I processi colturali che lo riguardano sono sicuramente: la potatura nel mese di gennaio, la legatura delle foglie intorno a un palo o sul filare nel germogliamento della vite, la sfogliatura, cioè l’asportazione delle foglie basali del germoglio e l’allegagione nel mese di giugno, per liberare il grappolo così da agevolare l’aerazione e l’esposizione alla luce dei grappoli migliori.

Il Nerello Mascalese in purezza

Le caratteristiche organolettiche del Nerello Mascalase in purezza sono in genere: il colore rosso rubino con leggeri toni granati, il profumo di intense note di frutta a bacca rossa, lievissime sfumature floreali, tocco speziato, tenue effusione di vaniglia e tabacco con persistenza di liquirizia e il gusto secco, caldo, tannico, persistente e armonico, il tutto sostenuto dal corpo. All’esame visivo il vino sembra sicuramente più maturo di quello che risulta poi essere all’esame gusto-olfattivo Lavorato come vuole la tradizione si ottiene un vino con la caratteristiche sopra descritte.

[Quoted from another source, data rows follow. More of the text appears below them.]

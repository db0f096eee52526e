//! Date-pattern helpers.
//!
//! Patterns use the chrono strftime dialect (`%Y-%m-%d %H:%M:%S`). A value
//! matches a pattern when it parses as a datetime, a bare date, or a bare
//! time under that pattern.

use chrono::{NaiveDate, NaiveDateTime, NaiveTime};

/// Check whether a string conforms to a date pattern.
///
/// # Examples
///
/// ```
/// use jdocs_util::dates::matches_pattern;
///
/// assert!(matches_pattern("2024-01-31", "%Y-%m-%d"));
/// assert!(matches_pattern("2024-01-31 08:30:00", "%Y-%m-%d %H:%M:%S"));
/// assert!(!matches_pattern("31/01/2024", "%Y-%m-%d"));
/// assert!(!matches_pattern("2024-13-01", "%Y-%m-%d"));
/// ```
pub fn matches_pattern(s: &str, pattern: &str) -> bool {
    NaiveDateTime::parse_from_str(s, pattern).is_ok()
        || NaiveDate::parse_from_str(s, pattern).is_ok()
        || NaiveTime::parse_from_str(s, pattern).is_ok()
}

/// Parse a timestamp string under a pattern.
///
/// A bare date is promoted to midnight so callers always get a full
/// datetime back.
pub fn parse_timestamp(s: &str, pattern: &str) -> Option<NaiveDateTime> {
    if let Ok(dt) = NaiveDateTime::parse_from_str(s, pattern) {
        return Some(dt);
    }
    NaiveDate::parse_from_str(s, pattern)
        .ok()
        .and_then(|d| d.and_hms_opt(0, 0, 0))
}

/// Format a timestamp under a pattern.
pub fn format_timestamp(ts: &NaiveDateTime, pattern: &str) -> String {
    ts.format(pattern).to_string()
}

Quando invece il Nerello Mascalese viene vinificato in assenza di vinacce, dà origine alla famosa “Pesta in Botte” tipica della zona etnea. La gradazione alcolica è compresa tra i 13-14% vol. mentre la temperatura di servizio tra i 18-20 C°. Viene servito in calici adatti a vini rossi di corpo. Si sposa benissimo con le carni rosse, la selvaggina e i formaggi stagionati.

Il Nerello Mascalese è uno degli esempi più importanti di coltivazione autoctona esistenti in Sicilia da tempo immemorabile, assoggettato però ad un’elevata variabilità che lo può compromettere. Sarebbe auspicabile pensare ad un programma complessivo di valorizzazione e selezione clonale, che alcuni tra i più responsabili viticultori stanno conducendo in proprio.

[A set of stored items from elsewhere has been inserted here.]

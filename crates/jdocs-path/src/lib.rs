//! Path expressions for jdocs.
//!
//! A path addresses one node inside a JSON tree. It always starts at the
//! root marker `$`, with `.`-separated field names and optional array
//! filters in brackets:
//!
//! - `$.info.title` — nested object fields
//! - `$.items[3]` — definite index
//! - `$.items[]` — the whole array (size queries only)
//! - `$.members[name=John].age` — the element whose `name` field is `John`
//!
//! The metacharacters `. [ ] = \` can appear in names and values when
//! escaped with a backslash.
//!
//! # Example
//!
//! ```
//! use jdocs_path::{parse, ArrayFilter};
//!
//! let tokens = parse("$.members[name=John].age").unwrap();
//! assert_eq!(tokens.len(), 2);
//! assert_eq!(tokens[0].field, "members");
//! assert!(matches!(tokens[0].filter, Some(ArrayFilter::NameValue { .. })));
//! assert!(tokens[1].is_leaf);
//! ```

mod parser;
mod types;
mod util;

pub use parser::{parse, ParseError};
pub use types::{ArrayFilter, Token};
pub use util::{canonical_model_path, compose, format_path};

Questo permette di comprendere la diversità nel complesso clonale eterogeneo del vitigno ed avere delle varietà più resistenti e non soggette a patologie difficili da debellare come: virosi del complesso dell’arricciamento, giallume infettivo, virosi della screziatura. Il risultato sarebbe un vino ancora più sano e intenso, con un bouquet complesso e capace di affinarsi nel tempo. Il successo del Nerello Mascalese e del vino che ne deriva con la sua storia che si perde nel tempo testimoniano che la qualità, pura e onesta come le mani del vignaiolo che lo coltiva con amore, vince sempre, perché propone sapori autentici e piacevolmente insoliti: con il Nerello Mascalese si sfiora la perfezione.